Compared with previous projections, our
revised base case scenario now assumes that the 2001 and 2003 tax cuts, due to
expire by the end of 2012, remain in place. We have changed our assumption on
this because the majority of Republicans in Congress continue to resist any
measure that would raise revenues, a position we believe Congress reinforced by
passing the act. Key macroeconomic assumptions in the base case scenario
include trend real GDP growth of 3% and consumer price inflation near 2%
annually over the decade.
Our revised upside scenario--which, other
things being equal, we view as consistent with the outlook on the 'AA+'
long-term rating being revised to stable--retains these same macroeconomic
assumptions. In addition, it incorporates $950 billion of new revenues on the
assumption that the 2001 and 2003 tax cuts for high earners lapse from 2013
onwards, as the Administration is advocating. In this scenario, we project that
the net general government debt would rise from an estimated 74% of GDP by the
end of 2011 to 77% in 2015 and to 78% by 2021.

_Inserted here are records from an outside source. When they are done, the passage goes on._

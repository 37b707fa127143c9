//! Path flattening into per-target identifiers.
//!
//! Every resolved path gets two parallel names:
//!
//! - **hyphenated-flat** (`button-primary-bg-default`) for stylesheet
//!   custom properties
//! - **concatenated-flat** (`buttonPrimaryBgDefault`) for native object keys
//!
//! Flattening is lossy (`a.b-c` and `a.b.c` both become `a-b-c`), so every
//! identifier is checked for collisions before any artifact exists.

use std::collections::BTreeMap;
use std::collections::btree_map::Entry;
use std::fmt;

use crate::diagnostic::{Result, TokenError};
use crate::token::{Theme, TokenPath};

/// Identifier naming convention.
#[derive(Debug, Clone, Copy, PartialEq, Eq)]
pub enum Convention {
    /// Segments joined with `-`.
    Hyphenated,
    /// camelCase concatenation.
    Concatenated,
}

impl fmt::Display for Convention {
    fn fmt(&self, f: &mut fmt::Formatter<'_>) -> fmt::Result {
        match self {
            Convention::Hyphenated => f.write_str("hyphenated-flat"),
            Convention::Concatenated => f.write_str("concatenated-flat"),
        }
    }
}

/// The two flattened names of one path.
#[derive(Debug, Clone, PartialEq, Eq)]
pub struct Identifiers {
    /// Custom-property name without the leading `--`.
    pub css: String,
    /// Native object key.
    pub key: String,
}

/// Identifiers for every path across the checked themes.
#[derive(Debug, Clone, Default, PartialEq, Eq)]
pub struct NormalizedSet {
    entries: BTreeMap<TokenPath, Identifiers>,
}

impl NormalizedSet {
    /// Identifiers for `path`.
    pub fn get(&self, path: &TokenPath) -> Option<&Identifiers> {
        self.entries.get(path)
    }

    /// All entries, sorted by path.
    pub fn iter(&self) -> impl Iterator<Item = (&TokenPath, &Identifiers)> {
        self.entries.iter()
    }

    /// Number of normalized paths.
    pub fn len(&self) -> usize {
        self.entries.len()
    }

    /// Whether no path was normalized.
    pub fn is_empty(&self) -> bool {
        self.entries.is_empty()
    }
}

/// Flattens paths and detects identifier collisions.
#[derive(Debug, Clone, Default)]
pub struct Normalizer {
    prefix: Option<String>,
    namespaces: BTreeMap<String, String>,
}

impl Normalizer {
    /// Create a normalizer with no prefix and identity namespaces.
    pub fn new() -> Self {
        Self::default()
    }

    /// Prefix every stylesheet identifier, e.g. `ll` gives `--ll-color-...`.
    pub fn with_prefix(mut self, prefix: Option<String>) -> Self {
        self.prefix = prefix.filter(|p| !p.is_empty());
        self
    }

    /// Rename top-level categories in stylesheet identifiers
    /// (e.g. `colors` → `color`).
    pub fn with_namespaces(mut self, namespaces: BTreeMap<String, String>) -> Self {
        self.namespaces = namespaces;
        self
    }

    /// Hyphenated-flat name of `path`, without the `--` marker.
    pub fn hyphenated(&self, path: &TokenPath) -> String {
        let segments = path.segments();
        let category = self
            .namespaces
            .get(path.category())
            .map_or(segments[0].as_str(), String::as_str);

        let mut parts: Vec<&str> = Vec::with_capacity(segments.len() + 1);
        if let Some(prefix) = &self.prefix {
            parts.push(prefix);
        }
        if !category.is_empty() {
            parts.push(category);
        }
        parts.extend(segments[1..].iter().map(String::as_str));
        parts.join("-")
    }

    /// Concatenated-flat name of `path`.
    ///
    /// Segments are further split on `-` and `_`; the first word has its
    /// first letter lowercased and every following word its first letter
    /// uppercased.
    pub fn concatenated(&self, path: &TokenPath) -> String {
        let mut key = String::new();
        let words = path
            .segments()
            .iter()
            .flat_map(|segment| segment.split(['-', '_']))
            .filter(|word| !word.is_empty());

        for (index, word) in words.enumerate() {
            let mut chars = word.chars();
            if let Some(first) = chars.next() {
                if index == 0 {
                    key.extend(first.to_lowercase());
                } else {
                    key.extend(first.to_uppercase());
                }
                key.push_str(chars.as_str());
            }
        }
        key
    }

    /// Normalize the paths of several themes.
    ///
    /// Each theme's paths are checked for collisions on their own, then the
    /// union is checked as well, since the artifacts layer themes over one
    /// another and a cross-theme collision would silently alias two tokens.
    pub fn normalize<'a, I, P>(&self, themes: I) -> Result<NormalizedSet>
    where
        I: IntoIterator<Item = (Theme, P)>,
        P: IntoIterator<Item = &'a TokenPath>,
    {
        let mut set = NormalizedSet::default();
        let mut union = CollisionIndex::default();

        for (theme, paths) in themes {
            let mut scoped = CollisionIndex::default();
            for path in paths {
                let ids = match set.entries.get(path) {
                    Some(ids) => ids.clone(),
                    None => Identifiers {
                        css: self.hyphenated(path),
                        key: self.concatenated(path),
                    },
                };
                scoped.insert(theme, path, &ids)?;
                union.insert(theme, path, &ids)?;
                set.entries.entry(path.clone()).or_insert(ids);
            }
        }

        Ok(set)
    }
}

#[derive(Default)]
struct CollisionIndex {
    css: BTreeMap<String, TokenPath>,
    key: BTreeMap<String, TokenPath>,
}

impl CollisionIndex {
    fn insert(&mut self, theme: Theme, path: &TokenPath, ids: &Identifiers) -> Result<()> {
        claim(&mut self.css, theme, Convention::Hyphenated, &ids.css, path)?;
        claim(&mut self.key, theme, Convention::Concatenated, &ids.key, path)
    }
}

fn claim(
    index: &mut BTreeMap<String, TokenPath>,
    theme: Theme,
    convention: Convention,
    identifier: &str,
    path: &TokenPath,
) -> Result<()> {
    match index.entry(identifier.to_owned()) {
        Entry::Vacant(slot) => {
            slot.insert(path.clone());
            Ok(())
        }
        Entry::Occupied(slot) if slot.get() == path => Ok(()),
        Entry::Occupied(slot) => Err(TokenError::DuplicateKey {
            theme,
            convention,
            identifier: identifier.to_owned(),
            first: slot.get().clone(),
            second: path.clone(),
        }),
    }
}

Our revised downside scenario--which, other
things being equal, we view as being consistent with a possible further
downgrade to a 'AA' long-term rating--features less-favorable macroeconomic
assumptions, as outlined below and also assumes that the second round of
spending cuts (at least $1.2 trillion) that the act calls for does not occur.
This scenario also assumes somewhat higher nominal interest rates for U.S.
Treasuries. We still believe that the role of the U.S. dollar as the key
reserve currency confers a government funding advantage, one that could change
only slowly over time, and that Fed policy might lean toward continued loose
monetary policy at a time of fiscal tightening. Nonetheless, it is possible
that interest rates could rise if investors re-price relative risks. As a
result, our alternate scenario factors in a 50 basis point (bp)-75 bp rise in
10-year bond yields relative to the base and upside cases from 2013 onwards. In
this scenario, we project the net public debt burden would rise from 74% of GDP
in 2011 to 90% in 2015 and to 101% by 2021.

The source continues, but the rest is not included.